Beta-cell dysfunction and endocrine insufficiency in chronic pancreatitis (CP) is considered as a late manifestation emanating from fibrosis. To ascertain the role of T-helper cells in β-cell dysfunction, we enumerated circulating T-cell subsets, examined their infiltration into pancreatic islets, and assessed islet functions.

Methods 

Pancreatic tissues and peripheral blood were obtained from CP patients with/without diabetes. T cells were enumerated on flow cytometry and by immunostaining. Islets were assessed for glucose-stimulated insulin release (GSIR) and apoptosis (Annexin V/caspase-3). Islet proteins were probed for insulin gene transcription factor.

Results 

Circulating T-helper type 1 (Th1) cells were higher (P < 0.003) in CP patients with diabetes in comparison with control and CP patients without diabetes.
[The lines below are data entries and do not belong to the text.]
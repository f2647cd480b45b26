pub mod create_reminder_rule;
pub mod fire_due_reminders;
pub mod set_reminder_rule_enabled;
pub mod sync_anniversary_reminders;
pub mod update_reminder_rule;

use anniv_scheduler_domain::{
    Advance, AnniversaryEvent, Exhaustion, ScheduleError, SlotConfig, SlotSchedule,
};
use anniv_scheduler_infra::AnnivContext;
use tracing::{error, info, warn};

/// Computes the schedule to persist for a slot of `anniversary`, raising
/// the operator visible warnings the outcome calls for
pub(crate) fn next_schedule(
    ctx: &AnnivContext,
    anniversary: &AnniversaryEvent,
    slot: SlotConfig,
    now: i64,
) -> Result<SlotSchedule, ScheduleError> {
    let advance = ctx.config.advancer().advance(anniversary, slot, now);
    match &advance {
        Advance::Scheduled { skipped_cycles, .. } if *skipped_cycles > 1 => {
            warn!(
                "Reminder slot {:?} of anniversary {} skipped {} whole cycles, its offset may be larger than the repeat interval",
                slot, anniversary.id, skipped_cycles
            );
        }
        Advance::Scheduled { .. } => {}
        Advance::Exhausted(Exhaustion::NoFurtherOccurrence) => {
            info!(
                "Anniversary {} has no further occurrence for reminder slot {:?}",
                anniversary.id, slot
            );
        }
        Advance::Exhausted(reason) => {
            warn!(
                "Reminder slot {:?} of anniversary {} is exhausted: {:?}",
                slot, anniversary.id, reason
            );
        }
    }

    advance.into_schedule(now).map_err(|e| {
        error!(
            "Refusing to persist schedule of reminder slot {:?} for anniversary {}: {}",
            slot, anniversary.id, e
        );
        e
    })
}
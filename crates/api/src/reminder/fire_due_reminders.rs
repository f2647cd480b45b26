use super::next_schedule;
use crate::shared::usecase::UseCase;
use anniv_scheduler_domain::{AnniversaryEvent, ReminderDispatch, ReminderRule, SlotSchedule, ID};
use anniv_scheduler_infra::AnnivContext;
use std::collections::HashMap;
use tracing::{debug, error, warn};

/// Claims one batch of due reminder slots, dispatches them and rolls every
/// slot forward to its next trigger.
///
/// A slot whose dispatch fails is left untouched and stays due for the next
/// poll. Slots claimed by another scanner are skipped, not waited for.
#[derive(Debug)]
pub struct FireDueRemindersUseCase {
    pub batch_size: i64,
}

#[derive(Debug, Clone, Default, PartialEq, Eq)]
pub struct FireReport {
    pub claimed: usize,
    pub dispatched: usize,
    /// Slots left without a further trigger by this batch
    pub exhausted: usize,
    pub failed: usize,
}

impl FireReport {
    /// Whether another batch is likely waiting. A batch with failures stops
    /// the drain so the failing slots are not claimed again right away.
    pub fn has_backlog(&self, batch_size: i64) -> bool {
        self.failed == 0 && self.claimed as i64 >= batch_size
    }
}

#[derive(Debug, PartialEq)]
pub enum UseCaseError {
    StorageError,
}

#[async_trait::async_trait]
impl UseCase for FireDueRemindersUseCase {
    type Response = FireReport;

    type Errors = UseCaseError;

    async fn execute(&mut self, ctx: &AnnivContext) -> Result<Self::Response, Self::Errors> {
        let now = ctx.sys.get_timestamp_millis();
        let mut claim = ctx
            .repos
            .reminder_slots
            .claim_due(now, self.batch_size)
            .await
            .map_err(|e| {
                error!("Unable to claim due reminder slots. Error: {:?}", e);
                UseCaseError::StorageError
            })?;
        let slots = claim.slots().to_vec();
        let mut report = FireReport {
            claimed: slots.len(),
            ..Default::default()
        };
        if slots.is_empty() {
            return Ok(report);
        }

        let rules = load_rules(ctx, slots.iter().map(|s| s.rule_id.clone()).collect()).await?;
        let anniversaries = load_anniversaries(
            ctx,
            rules.values().map(|r| r.anniversary_id.clone()).collect(),
        )
        .await?;

        for slot in &slots {
            let rule = rules.get(&slot.rule_id);
            let anniversary = rule.and_then(|r| anniversaries.get(&r.anniversary_id));
            let (rule, anniversary) = match (rule, anniversary) {
                (Some(rule), Some(anniversary)) => (rule, anniversary),
                _ => {
                    warn!(
                        "Reminder slot {} has no readable rule or anniversary, marking it exhausted",
                        slot.id
                    );
                    match claim.advance(&slot.id, SlotSchedule::exhausted(), None).await {
                        Ok(_) => report.exhausted += 1,
                        Err(e) => {
                            error!("Unable to exhaust orphan slot {}. Error: {:?}", slot.id, e);
                            report.failed += 1;
                        }
                    }
                    continue;
                }
            };

            // The next schedule is known to be valid before anything is sent
            let schedule = match next_schedule(ctx, anniversary, slot.config(), now) {
                Ok(schedule) => schedule,
                Err(_) => {
                    report.failed += 1;
                    continue;
                }
            };

            let dispatch = match slot.next_occurrence {
                Some(occurrence) => ReminderDispatch::new(
                    rule,
                    slot,
                    occurrence,
                    slot.next_trigger_at.unwrap_or(now),
                    now,
                ),
                None => {
                    error!(
                        "Due reminder slot {} has no occurrence stored, rolling it forward without dispatch",
                        slot.id
                    );
                    if let Err(e) = claim.advance(&slot.id, schedule, None).await {
                        error!("Unable to advance slot {}. Error: {:?}", slot.id, e);
                    }
                    report.failed += 1;
                    continue;
                }
            };

            if let Err(e) = ctx.notifier.dispatch(&dispatch).await {
                warn!(
                    "Dispatch {} failed, slot {} stays due. Error: {:?}",
                    dispatch.dedupe_key(),
                    slot.id,
                    e
                );
                report.failed += 1;
                continue;
            }

            if let Err(e) = claim.advance(&slot.id, schedule, Some(&dispatch)).await {
                error!(
                    "Dispatched {} but unable to advance slot {}, it will fire again. Error: {:?}",
                    dispatch.dedupe_key(),
                    slot.id,
                    e
                );
                report.failed += 1;
                continue;
            }
            debug!(
                "Dispatched {}, next trigger of slot {}: {:?}",
                dispatch.dedupe_key(),
                slot.id,
                schedule.trigger_at()
            );
            report.dispatched += 1;
            if schedule.is_exhausted() {
                report.exhausted += 1;
            }
        }

        claim.commit().await.map_err(|e| {
            error!("Unable to commit fired reminder slots. Error: {:?}", e);
            UseCaseError::StorageError
        })?;

        Ok(report)
    }
}

async fn load_rules(
    ctx: &AnnivContext,
    mut rule_ids: Vec<ID>,
) -> Result<HashMap<ID, ReminderRule>, UseCaseError> {
    rule_ids.sort();
    rule_ids.dedup();
    let rules = ctx
        .repos
        .reminder_rules
        .find_many(&rule_ids)
        .await
        .map_err(|_| UseCaseError::StorageError)?;
    Ok(rules.into_iter().map(|r| (r.id.clone(), r)).collect())
}

async fn load_anniversaries(
    ctx: &AnnivContext,
    mut anniversary_ids: Vec<ID>,
) -> Result<HashMap<ID, AnniversaryEvent>, UseCaseError> {
    anniversary_ids.sort();
    anniversary_ids.dedup();
    let anniversaries = ctx
        .repos
        .anniversaries
        .find_many(&anniversary_ids)
        .await
        .map_err(|_| UseCaseError::StorageError)?;
    Ok(anniversaries
        .into_iter()
        .map(|a| (a.id.clone(), a))
        .collect())
}
use crate::shared::{
    entity::{Entity, ID},
    labels::{label_of, InvalidCodeError},
};
use chrono::{NaiveDate, NaiveTime};
use serde::{Deserialize, Serialize};
use std::convert::TryFrom;
use thiserror::Error;

/// How a user wants to be told about a reminder. Delivery itself happens
/// outside of the scheduler.
#[derive(Debug, Clone, Copy, PartialEq, Eq, Hash, PartialOrd, Ord, Serialize, Deserialize)]
#[serde(rename_all = "SCREAMING_SNAKE_CASE")]
pub enum ReminderChannel {
    SiteMessage,
    Email,
    Sms,
}

const REMINDER_CHANNEL_LABELS: [(ReminderChannel, &str); 3] = [
    (ReminderChannel::SiteMessage, "Site message"),
    (ReminderChannel::Email, "Email"),
    (ReminderChannel::Sms, "SMS"),
];

impl ReminderChannel {
    pub fn code(&self) -> i16 {
        match self {
            Self::SiteMessage => 1,
            Self::Email => 2,
            Self::Sms => 3,
        }
    }

    pub fn label(&self) -> &'static str {
        label_of(&REMINDER_CHANNEL_LABELS, self)
    }
}

impl TryFrom<i16> for ReminderChannel {
    type Error = InvalidCodeError;

    fn try_from(code: i16) -> Result<Self, Self::Error> {
        match code {
            1 => Ok(Self::SiteMessage),
            2 => Ok(Self::Email),
            3 => Ok(Self::Sms),
            _ => Err(InvalidCodeError {
                kind: "reminder channel",
                code,
            }),
        }
    }
}

/// A user's subscription to the reminders of one anniversary.
///
/// There is at most one rule per (anniversary, user). Users opt out by
/// disabling the rule, the rule and its slots are kept.
#[derive(Debug, Clone, PartialEq)]
pub struct ReminderRule {
    pub id: ID,
    pub anniversary_id: ID,
    pub user_id: ID,
    pub channels: Vec<ReminderChannel>,
    pub enabled: bool,
    pub created: i64,
    pub updated: i64,
}

impl Entity for ReminderRule {
    fn id(&self) -> &ID {
        &self.id
    }
}

impl ReminderRule {
    pub fn new(anniversary_id: ID, user_id: ID, channels: Vec<ReminderChannel>, now: i64) -> Self {
        Self {
            id: Default::default(),
            anniversary_id,
            user_id,
            channels: normalize_channels(channels),
            enabled: true,
            created: now,
            updated: now,
        }
    }

    pub fn set_channels(&mut self, channels: Vec<ReminderChannel>) {
        self.channels = normalize_channels(channels);
    }
}

fn normalize_channels(mut channels: Vec<ReminderChannel>) -> Vec<ReminderChannel> {
    channels.sort();
    channels.dedup();
    channels
}

/// When, relative to an occurrence, a reminder should fire
#[derive(Debug, Clone, Copy, PartialEq, Eq, Hash, PartialOrd, Ord, Serialize, Deserialize)]
#[serde(rename_all = "camelCase")]
pub struct SlotConfig {
    /// Days from the occurrence, negative is before it
    pub offset_days: i32,
    pub trigger_time: NaiveTime,
}

impl SlotConfig {
    pub fn new(offset_days: i32, trigger_time: NaiveTime) -> Self {
        Self {
            offset_days,
            trigger_time,
        }
    }

    /// Sorts the configurations and collapses duplicates
    pub fn dedup(mut configs: Vec<Self>) -> Vec<Self> {
        configs.sort();
        configs.dedup();
        configs
    }
}

#[derive(Error, Debug, PartialEq, Eq)]
pub enum ScheduleError {
    #[error("Computed trigger at {trigger_at} is not after now ({now})")]
    NotInFuture { trigger_at: i64, now: i64 },
}

/// The next firing of a slot, ready to be persisted.
///
/// A schedule either has no next firing, or one that was strictly in the
/// future when it was computed. There is no way to build a schedule that
/// is already due.
#[derive(Debug, Clone, Copy, PartialEq, Eq)]
pub struct SlotSchedule {
    next: Option<(i64, NaiveDate)>,
}

impl SlotSchedule {
    pub fn exhausted() -> Self {
        Self { next: None }
    }

    pub fn scheduled(
        trigger_at: i64,
        occurrence: NaiveDate,
        now: i64,
    ) -> Result<Self, ScheduleError> {
        if trigger_at <= now {
            return Err(ScheduleError::NotInFuture { trigger_at, now });
        }
        Ok(Self {
            next: Some((trigger_at, occurrence)),
        })
    }

    pub fn trigger_at(&self) -> Option<i64> {
        self.next.map(|(trigger_at, _)| trigger_at)
    }

    pub fn occurrence(&self) -> Option<NaiveDate> {
        self.next.map(|(_, occurrence)| occurrence)
    }

    pub fn is_exhausted(&self) -> bool {
        self.next.is_none()
    }
}

/// One (offset, time of day) reminder of a rule together with its
/// scheduling state
#[derive(Debug, Clone, PartialEq)]
pub struct ReminderSlot {
    pub id: ID,
    pub rule_id: ID,
    pub offset_days: i32,
    pub trigger_time: NaiveTime,
    /// Millis timestamp of the next firing, `None` once the anniversary has
    /// no further occurrences
    pub next_trigger_at: Option<i64>,
    /// The occurrence `next_trigger_at` fires for
    pub next_occurrence: Option<NaiveDate>,
}

impl Entity for ReminderSlot {
    fn id(&self) -> &ID {
        &self.id
    }
}

impl ReminderSlot {
    pub fn new(rule_id: ID, config: SlotConfig, schedule: SlotSchedule) -> Self {
        let mut slot = Self {
            id: Default::default(),
            rule_id,
            offset_days: config.offset_days,
            trigger_time: config.trigger_time,
            next_trigger_at: None,
            next_occurrence: None,
        };
        slot.apply(schedule);
        slot
    }

    pub fn config(&self) -> SlotConfig {
        SlotConfig::new(self.offset_days, self.trigger_time)
    }

    pub fn apply(&mut self, schedule: SlotSchedule) {
        self.next_trigger_at = schedule.trigger_at();
        self.next_occurrence = schedule.occurrence();
    }

    pub fn is_exhausted(&self) -> bool {
        self.next_trigger_at.is_none()
    }

    pub fn is_due(&self, now: i64) -> bool {
        matches!(self.next_trigger_at, Some(trigger_at) if trigger_at <= now)
    }
}

#[derive(Debug, Clone, PartialEq)]
pub struct ReminderRuleWithSlots {
    pub rule: ReminderRule,
    pub slots: Vec<ReminderSlot>,
}

/// Record of one slot firing for one occurrence. At most one exists per
/// (slot, occurrence).
#[derive(Debug, Clone, PartialEq)]
pub struct ReminderDispatch {
    pub id: ID,
    pub rule_id: ID,
    pub slot_id: ID,
    pub user_id: ID,
    pub anniversary_id: ID,
    pub channels: Vec<ReminderChannel>,
    pub occurrence_date: NaiveDate,
    /// When the slot was due
    pub scheduled_at: i64,
    pub dispatched_at: i64,
}

impl Entity for ReminderDispatch {
    fn id(&self) -> &ID {
        &self.id
    }
}

impl ReminderDispatch {
    pub fn new(
        rule: &ReminderRule,
        slot: &ReminderSlot,
        occurrence_date: NaiveDate,
        scheduled_at: i64,
        dispatched_at: i64,
    ) -> Self {
        Self {
            id: Default::default(),
            rule_id: rule.id.clone(),
            slot_id: slot.id.clone(),
            user_id: rule.user_id.clone(),
            anniversary_id: rule.anniversary_id.clone(),
            channels: rule.channels.clone(),
            occurrence_date,
            scheduled_at,
            dispatched_at,
        }
    }

    /// Stable across retries of the same firing, lets receivers drop
    /// duplicates
    pub fn dedupe_key(&self) -> String {
        format!(
            "{}:{}:{}",
            self.rule_id,
            self.slot_id,
            self.occurrence_date.format("%Y-%m-%d")
        )
    }
}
Intra-islet colocalization of Th1 and Th17 cells was evident. In comparison with the controls, 2% ± 0.87% β cells from CP patients without diabetes were apoptotic whereas GSIR was decreased by 60% ± 12%, and 40% ± 9% from CP patients with diabetes were apoptotic, with minimal GSIR (1.42% ± 0.9%) in the remaining 60% viable cells. Western blots of islet proteins revealed an increase in STAT1 (signal transducer and activator of transcription 1) and a decrease in phosphorylated pancreatic duodenal homeobox (Pdx-1).

Conclusions 

T cell–mediated inflammation is associated with β-cell dysfunction during progression of CP.